Il a encore écrit, au sujet d’un immeuble détenu par une personne, qu’un homme revendiqua au moyen d’un acte produit devant le juge (1) : cet immeuble appartenait à son grand-père jusqu’à sa mort puis à ses héritiers, sans qu’il soit établi qu’il ait effectivement intégré la succession du défunt. Dans ce cas, on ne l’en dépossède pas, car deux présomptions fondamentales s’opposent, les modes de transmission sont plus nombreux que la seule voie successorale, et l’usage n’est pas que les héritiers se taisent si longtemps. Ouvrir pareille porte entraînerait l’expropriation d’un grand nombre d’immeubles par ce procédé.
Il dit encore : lorsqu’un tiers prétend qu’un bien-fonds, actuellement entre les mains d’un possesseur, appartenait à son père, cette prétention est-elle recevable sans preuve ? — Non, répondit-il, sauf à produire un argument juridique valable ou l’aveu du détenteur, ou de quelqu’un placé sous son autorité.
Il rapporta en outre le cas où des témoins attestent que le bien était à X jusqu’à ce qu’il le constitue en waqf (bien affecté à une fondation pieuse), puis un héritier apporte des témoins déclarant que son auteur l’avait acheté du constituant avant cette consécration : on fera prévaloir le témoignage de l’héritier, parce qu’il renferme un surcroît d’information, à l’instar du témoignage de celui qui affirme « il l’a hérité de son père » sur celui qui dit « il le lui a vendu ». [Al-Furū‘ 6/462 (11/164-165)] (2).
1435 – Le serment portant sur un droit d’Allah lorsqu’il est lié au droit d’un être humain :
– Ibn Mufliḥ rapporte : « Shaykh Taqī al-Dīn a dit : S’agissant des droits d’Allah Très-Haut auxquels se rattache un droit humain, qu’il s’agisse d’une personne déterminée ou non — en distinguant la zakât des autres obligations —, tel le cas où l’on accuse d’impéritie (fousq) celui qui sollicite la tutelle de biens, la conclusion d’un mariage ou la garde d’un enfant ; s’il nie et prête serment, le contenu du serment consiste alors à affirmer qu’il a droit à la tutelle ou à nier ce qui l’en écarterait.

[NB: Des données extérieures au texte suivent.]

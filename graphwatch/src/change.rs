use crate::identity::NodeId;
use crate::value::{Key, Source, Value};
use std::fmt;

/// A single mutation, as delivered to subscribers. See §3 "Change."
#[derive(Debug, Clone)]
pub struct Change {
    /// Identity of the object directly mutated (before any bubbling).
    pub target: NodeId,
    pub key: Key,
    pub old: Option<Value>,
    pub new: Option<Value>,
    pub source: Source,
}

impl Change {
    pub fn new(
        target: NodeId,
        key: impl Into<Key>,
        old: Option<Value>,
        new: Option<Value>,
        source: Source,
    ) -> Self {
        Self {
            target,
            key: key.into(),
            old,
            new,
            source,
        }
    }
}

/// Preserved bit-for-bit from the source's `__repr__`, per §6's explicit
/// compatibility requirement.
impl fmt::Display for Change {
    fn fmt(&self, f: &mut fmt::Formatter<'_>) -> fmt::Result {
        let old = self.old.as_ref().map(Value::to_string).unwrap_or_else(|| "None".into());
        let new = self.new.as_ref().map(Value::to_string).unwrap_or_else(|| "None".into());
        write!(f, "\u{26a1} {}: {} \u{2192} {}", self.key, old, new)
    }
}
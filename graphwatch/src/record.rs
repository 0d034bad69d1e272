//! The generic tracked wrapper for `#[derive(Record)]` types. See §4.A
//! "Record", §4.B.
//!
//! `Tracked<R>` is defined once, here, and never per type: `Node`/`Trackable`
//! for it are blanket impls over any `R: Record`. `graphwatch-derive` only
//! implements [`Record`] for the annotated struct and a small per-struct
//! field-accessor trait it also generates, which sidesteps the orphan rule
//! (a foreign trait cannot be implemented for `Tracked<LocalType>` from a
//! downstream crate, but a macro-generated *local* trait can).

use crate::identity::NodeId;
use crate::node::{Kind, Node};
use crate::value::{Key, Source, Trackable, Value};
use std::cell::{Ref, RefCell, RefMut};
use std::rc::Rc;

/// Implemented by `#[derive(Record)]` types. `record_children` enumerates
/// this record's trackable fields, keyed by field name, for the activation
/// engine — see §4.F.
pub trait Record: 'static {
    fn record_type_name() -> &'static str;
    fn record_children(&self) -> Vec<(Key, Source, Rc<dyn Node>)>;
}

/// A record type wrapped for tracking: identity plus shared, interior-mutable
/// storage. Field access goes through the getters/setters the derive macro
/// generates on `Tracked<R>`, never through `inner` directly.
pub struct Tracked<R> {
    id: NodeId,
    inner: Rc<RefCell<R>>,
}

impl<R> Clone for Tracked<R> {
    fn clone(&self) -> Self {
        Self {
            id: self.id,
            inner: self.inner.clone(),
        }
    }
}

impl<R: Record> Tracked<R> {
    pub fn new(value: R) -> Self {
        Self {
            id: NodeId::next(),
            inner: Rc::new(RefCell::new(value)),
        }
    }

    pub fn id(&self) -> NodeId {
        self.id
    }

    #[doc(hidden)]
    pub fn borrow(&self) -> Ref<'_, R> {
        self.inner.borrow()
    }

    #[doc(hidden)]
    pub fn borrow_mut(&self) -> RefMut<'_, R> {
        self.inner.borrow_mut()
    }
}

/// A snapshot of a tracked record's current field values, detached from
/// tracking: mutating the clone raises no `Change` and is invisible to the
/// original's subscribers. Used to realize `deepcopy`/snapshot semantics
/// (§9 "Supplemented features").
impl<R: Record + Clone> Tracked<R> {
    pub fn snapshot(&self) -> R {
        self.inner.borrow().clone()
    }
}

impl<R: Record> Node for Tracked<R> {
    fn id(&self) -> NodeId {
        Tracked::id(self)
    }

    fn kind(&self) -> Kind {
        Kind::Record
    }

    fn type_name(&self) -> &'static str {
        R::record_type_name()
    }

    fn children(&self) -> Vec<(Key, Source, Rc<dyn Node>)> {
        self.inner.borrow().record_children()
    }
}

impl<R: Record> Trackable for Tracked<R> {
    fn to_value(&self) -> Value {
        Value::Node(Tracked::id(self), R::record_type_name())
    }

    fn as_node(&self) -> Option<Rc<dyn Node>> {
        Some(Rc::new(self.clone()))
    }
}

Cela ressemble à la situation où l’on prétend qu’une mère gardienne s’est mariée alors qu’elle le nie, ou lorsqu’on allègue à l’encontre d’un tuteur qu’il existe un tuteur plus proche que lui. »
(1) Dans l’édition 1 et dans le manuscrit (p. 380) : « alā » ; lecture également attestée dans l’édition 2.
(2) « al-Ikhtiyarat » d’al-Baali (p. 492-493).
وقال فيمن بيده عقار فادعى رجل بمثبوت عند (١) الحاكم أنه كان لجده إلى يوم موته ثم لورثته، ولم يثبت أنه مخلف عن موروثه: لا ينزع منه بذلك، لأن أصلين تعارضا، وأسباب انتقاله أكثر من الإرث، ولم تجر العادة بسكوتهم المدة الطويلة، ولو فتح هذا لانتزع كثير من عقار الناس بهذه الطريق.
وقال في من بيده عقار فادعى آخر أنه كان ملكا لأبيه، فهل يسمع بغير بينة؟ قال: لا، إلا بحجة شرعية أو إقرار من هو بيده أو تحت حكمه.
وقال في بينة شهدت له بملكه إلى حين وقفه وأقام وارث بينة بأن موروثه اشتراه من الواقف قبل وقفه: قدمت بينة وارث، لأن معها مزيد علم، كتقديم من شهد بأنه ورثه من أبيه وآخر بأنه باعه) [الفروع ٦/ ٤٦٢ (١١/ ١٦٤ - ١٦٥)] (٢).
١٤٣٥ - اليمين على حق الله إذا تعلق بها حق آدمي:
- قال ابن مفلح: (وقال الشيخ تقي الدين: فأما حقوق الله تعالى إذا تعلق بها حق آدمي معين أو غير معين، على الفرق بين الزكاة وغيرها، مثل أن يُدعَى على من يطلب ولاية المال أو النكاح أو الحضانة أنه فاسق، فينكر ذلك، فيحلف، فإن مضمون اليمين الحلف على استحقاق الولاية، أو على نفي ما يدفعها، وهو بمنزلة أن يدعى على الحاضنة أنها تزوجت فتنكر، أو تدعي على الولي أن ثمَّ وليًّا أقرب منه.
(١) في ط ١ والنسخة الخطية (ص ٣٨٠): (على)، والمثبت من ط ٢.
(٢) «الاختيارات» للبعلي (٤٩٢ - ٤٩٣).